### What the task asks:
In which lines of the data does the string "VulkanFormatUtils" appear? Copy every one.

### Listed entries:
:::
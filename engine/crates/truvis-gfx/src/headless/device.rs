use ash::vk;
use std::collections::HashMap;
use std::sync::Mutex;
use std::sync::atomic::{AtomicBool, AtomicU64, Ordering};

use crate::foundation::device::GfxDevice;
use crate::resources::{
    footprint::GfxCopyFootprints,
    handles::{GfxAllocationHandle, GfxResourceHandle, GfxTexture},
    image::{GfxClearValue, GfxMemoryLocation, GfxTextureCreateInfo, GfxTextureDesc, VulkanFormatUtils},
};

struct HeadlessImage {
    info: GfxTextureCreateInfo,
    allocation: GfxAllocationHandle,
    layout: vk::ImageLayout,
    /// 每个 subresource 紧密排列的像素，顺序为 `layer * mip_levels + mip`
    subresources: Vec<Vec<u8>>,
}

/// 在 CPU 内存中模拟 GPU 资源的 device
pub struct HeadlessDevice {
    images: Mutex<HashMap<GfxResourceHandle, HeadlessImage>>,
    next_handle: AtomicU64,

    row_pitch_alignment: u64,
    placement_alignment: u64,
    max_dimension: u32,

    fail_allocations: AtomicBool,
    fail_submissions: AtomicBool,

    created_count: AtomicU64,
    destroyed_count: AtomicU64,
    invalid_destroy_count: AtomicU64,
    copy_count: AtomicU64,
    submission_count: AtomicU64,
}
impl Default for HeadlessDevice {
    fn default() -> Self {
        Self::new()
    }
}
// new & init
impl HeadlessDevice {
    /// 与 D3D12 一致：row pitch 256 字节对齐，subresource 512 字节对齐
    pub fn new() -> Self {
        Self::with_alignments(256, 512)
    }

    pub fn with_alignments(row_pitch_alignment: u64, placement_alignment: u64) -> Self {
        Self {
            images: Mutex::new(HashMap::new()),
            next_handle: AtomicU64::new(1),
            row_pitch_alignment,
            placement_alignment,
            max_dimension: 16384,
            fail_allocations: AtomicBool::new(false),
            fail_submissions: AtomicBool::new(false),
            created_count: AtomicU64::new(0),
            destroyed_count: AtomicU64::new(0),
            invalid_destroy_count: AtomicU64::new(0),
            copy_count: AtomicU64::new(0),
            submission_count: AtomicU64::new(0),
        }
    }
}
// getters
impl HeadlessDevice {
    pub fn live_texture_count(&self) -> usize {
        self.lock_images().len()
    }

    pub fn created_count(&self) -> u64 {
        self.created_count.load(Ordering::Acquire)
    }

    pub fn destroyed_count(&self) -> u64 {
        self.destroyed_count.load(Ordering::Acquire)
    }

    /// 对不存在的资源调用 destroy 的次数 (double free)
    pub fn invalid_destroy_count(&self) -> u64 {
        self.invalid_destroy_count.load(Ordering::Acquire)
    }

    /// 执行过的 buffer -> image 拷贝次数
    pub fn copy_count(&self) -> u64 {
        self.copy_count.load(Ordering::Acquire)
    }

    /// upload heap flush 的次数
    pub fn submission_count(&self) -> u64 {
        self.submission_count.load(Ordering::Acquire)
    }

    pub fn texture_layout(&self, resource: GfxResourceHandle) -> Option<vk::ImageLayout> {
        self.lock_images().get(&resource).map(|image| image.layout)
    }

    pub fn texture_desc(&self, resource: GfxResourceHandle) -> Option<GfxTextureDesc> {
        self.lock_images().get(&resource).map(|image| image.info.desc)
    }

    pub fn texture_memory(&self, resource: GfxResourceHandle) -> Option<GfxMemoryLocation> {
        self.lock_images().get(&resource).map(|image| image.info.memory)
    }

    pub fn texture_clear_value(&self, resource: GfxResourceHandle) -> Option<GfxClearValue> {
        self.lock_images().get(&resource).and_then(|image| image.info.clear_value)
    }

    /// 读回某个 subresource 的像素 (紧密排列)
    pub fn read_subresource(&self, resource: GfxResourceHandle, mip_level: u32, array_layer: u32) -> Option<Vec<u8>> {
        let images = self.lock_images();
        let image = images.get(&resource)?;
        let desc = &image.info.desc;
        if mip_level >= desc.mip_levels || array_layer >= desc.array_layers {
            return None;
        }
        image.subresources.get((array_layer * desc.mip_levels + mip_level) as usize).cloned()
    }
}
// tools
impl HeadlessDevice {
    /// 之后的 `create_texture` 全部失败，用于模拟 allocator 拒绝分配
    pub fn set_fail_allocations(&self, fail: bool) {
        self.fail_allocations.store(fail, Ordering::Release);
    }

    /// 之后的 upload heap 提交全部失败，用于模拟 device lost
    pub fn set_fail_submissions(&self, fail: bool) {
        self.fail_submissions.store(fail, Ordering::Release);
    }

    pub(crate) fn submissions_failing(&self) -> bool {
        self.fail_submissions.load(Ordering::Acquire)
    }

    fn lock_images(&self) -> std::sync::MutexGuard<'_, HashMap<GfxResourceHandle, HeadlessImage>> {
        // 锁中毒只可能来自测试线程 panic，数据本身仍然一致
        self.images.lock().unwrap_or_else(|poisoned| poisoned.into_inner())
    }

    fn validate(&self, info: &GfxTextureCreateInfo) -> anyhow::Result<u32> {
        let desc = &info.desc;
        let texel_size = VulkanFormatUtils::pixel_size_in_bytes(desc.format)
            .ok_or_else(|| anyhow::anyhow!("unsupported format {:?}", desc.format))?;

        // 按真实 device 会拿到的 vk::ImageCreateInfo 检查
        let image_info = desc.as_image_create_info();
        anyhow::ensure!(
            image_info.samples == vk::SampleCountFlags::TYPE_1 || image_info.mip_levels == 1,
            "multisampled texture {} can not have mips",
            info.name
        );
        anyhow::ensure!(
            image_info.samples == vk::SampleCountFlags::TYPE_1 || !desc.is_cube_compatible(),
            "multisampled texture {} can not be cube compatible",
            info.name
        );

        anyhow::ensure!(
            desc.width() > 0 && desc.height() > 0,
            "zero sized texture: {}x{}",
            desc.width(),
            desc.height()
        );
        anyhow::ensure!(
            desc.width() <= self.max_dimension && desc.height() <= self.max_dimension,
            "texture {}x{} exceeds max dimension {}",
            desc.width(),
            desc.height(),
            self.max_dimension
        );
        anyhow::ensure!(desc.array_layers > 0, "array_layers must be at least 1");
        let max_mips = GfxTextureDesc::full_mip_count(desc.width(), desc.height());
        anyhow::ensure!(
            (1..=max_mips).contains(&desc.mip_levels),
            "mip_levels {} out of range 1..={}",
            desc.mip_levels,
            max_mips
        );
        if desc.is_cube_compatible() {
            anyhow::ensure!(
                desc.width() == desc.height() && desc.array_layers % 6 == 0,
                "cube compatible texture must be square with a multiple of 6 layers"
            );
        }
        if info.initial_layout == vk::ImageLayout::TRANSFER_DST_OPTIMAL {
            anyhow::ensure!(
                desc.usage.contains(vk::ImageUsageFlags::TRANSFER_DST),
                "TRANSFER_DST_OPTIMAL layout requires TRANSFER_DST usage"
            );
        }

        Ok(texel_size)
    }

    /// 执行一次录制好的拷贝：从 staging 内存写入目标纹理
    pub(crate) fn execute_copy(
        &self,
        staging: &[u8],
        dst: GfxResourceHandle,
        dst_layout: vk::ImageLayout,
        region: &vk::BufferImageCopy,
    ) -> anyhow::Result<()> {
        let mut images = self.lock_images();
        let image = images.get_mut(&dst).ok_or_else(|| anyhow::anyhow!("copy into unknown texture {:?}", dst))?;

        anyhow::ensure!(
            dst_layout == vk::ImageLayout::TRANSFER_DST_OPTIMAL && image.layout == dst_layout,
            "copy into {} while in layout {:?} (recorded as {:?})",
            image.info.name,
            image.layout,
            dst_layout
        );

        let desc = image.info.desc;
        let subresource = region.image_subresource;
        anyhow::ensure!(
            subresource.mip_level < desc.mip_levels && subresource.base_array_layer < desc.array_layers,
            "copy region out of range: mip {} layer {}",
            subresource.mip_level,
            subresource.base_array_layer
        );

        let texel_size = VulkanFormatUtils::pixel_size_in_bytes(desc.format).unwrap_or(0) as usize;
        let (width, height) = desc.mip_extent(subresource.mip_level);
        anyhow::ensure!(
            region.image_extent.width == width && region.image_extent.height == height,
            "partial subresource copy is not supported"
        );

        let row_size = width as usize * texel_size;
        let row_length = if region.buffer_row_length == 0 { width } else { region.buffer_row_length };
        let row_pitch = row_length as usize * texel_size;
        let base = region.buffer_offset as usize;
        let last_row_end = base + row_pitch * (height as usize - 1) + row_size;
        anyhow::ensure!(
            last_row_end <= staging.len(),
            "copy reads past the end of the upload heap"
        );

        let target = &mut image.subresources[(subresource.base_array_layer * desc.mip_levels + subresource.mip_level) as usize];
        target.clear();
        target.reserve(row_size * height as usize);
        for row in 0..height as usize {
            let begin = base + row * row_pitch;
            target.extend_from_slice(&staging[begin..begin + row_size]);
        }

        self.copy_count.fetch_add(1, Ordering::AcqRel);
        Ok(())
    }

    pub(crate) fn record_submission(&self) {
        self.submission_count.fetch_add(1, Ordering::AcqRel);
    }
}
impl GfxDevice for HeadlessDevice {
    fn create_texture(&self, info: &GfxTextureCreateInfo) -> anyhow::Result<GfxTexture> {
        let _span = tracy_client::span!("HeadlessDevice::create_texture");

        if self.fail_allocations.load(Ordering::Acquire) {
            anyhow::bail!("allocation refused for {}", info.name);
        }
        self.validate(info)?;

        let raw = self.next_handle.fetch_add(1, Ordering::AcqRel);
        let resource = GfxResourceHandle::from_raw(raw);
        let allocation = GfxAllocationHandle::from_raw(raw);

        let image = HeadlessImage {
            info: info.clone(),
            allocation,
            layout: info.initial_layout,
            subresources: vec![Vec::new(); info.desc.subresource_count() as usize],
        };
        self.lock_images().insert(resource, image);
        self.created_count.fetch_add(1, Ordering::AcqRel);

        log::debug!(
            "HeadlessDevice: created {} {:?} {}x{} ({:?})",
            info.name,
            resource,
            info.desc.width(),
            info.desc.height(),
            info.desc.format
        );
        Ok(GfxTexture::new(resource, allocation))
    }

    fn destroy_texture(&self, texture: GfxTexture) {
        match self.lock_images().remove(&texture.resource()) {
            Some(image) => {
                debug_assert_eq!(image.allocation, texture.allocation());
                self.destroyed_count.fetch_add(1, Ordering::AcqRel);
                log::debug!("HeadlessDevice: destroyed {}", image.info.name);
            }
            None => {
                self.invalid_destroy_count.fetch_add(1, Ordering::AcqRel);
                log::error!("HeadlessDevice: destroy of unknown texture {:?}", texture.resource());
            }
        }
    }

    fn transition_texture(
        &self,
        resource: GfxResourceHandle,
        old_layout: vk::ImageLayout,
        new_layout: vk::ImageLayout,
    ) -> anyhow::Result<()> {
        let mut images = self.lock_images();
        let image = images.get_mut(&resource).ok_or_else(|| anyhow::anyhow!("transition of unknown texture {:?}", resource))?;
        anyhow::ensure!(
            image.layout == old_layout,
            "{}: barrier expects {:?} but texture is in {:?}",
            image.info.name,
            old_layout,
            image.layout
        );
        image.layout = new_layout;
        Ok(())
    }

    fn copy_footprints(&self, desc: &GfxTextureDesc) -> anyhow::Result<GfxCopyFootprints> {
        GfxCopyFootprints::compute(desc, self.row_pitch_alignment, self.placement_alignment)
    }
}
:::
### Written solution:
    image::{GfxClearValue, GfxMemoryLocation, GfxTextureCreateInfo, GfxTextureDesc, VulkanFormatUtils},
        let texel_size = VulkanFormatUtils::pixel_size_in_bytes(desc.format)
        let texel_size = VulkanFormatUtils::pixel_size_in_bytes(desc.format).unwrap_or(0) as usize;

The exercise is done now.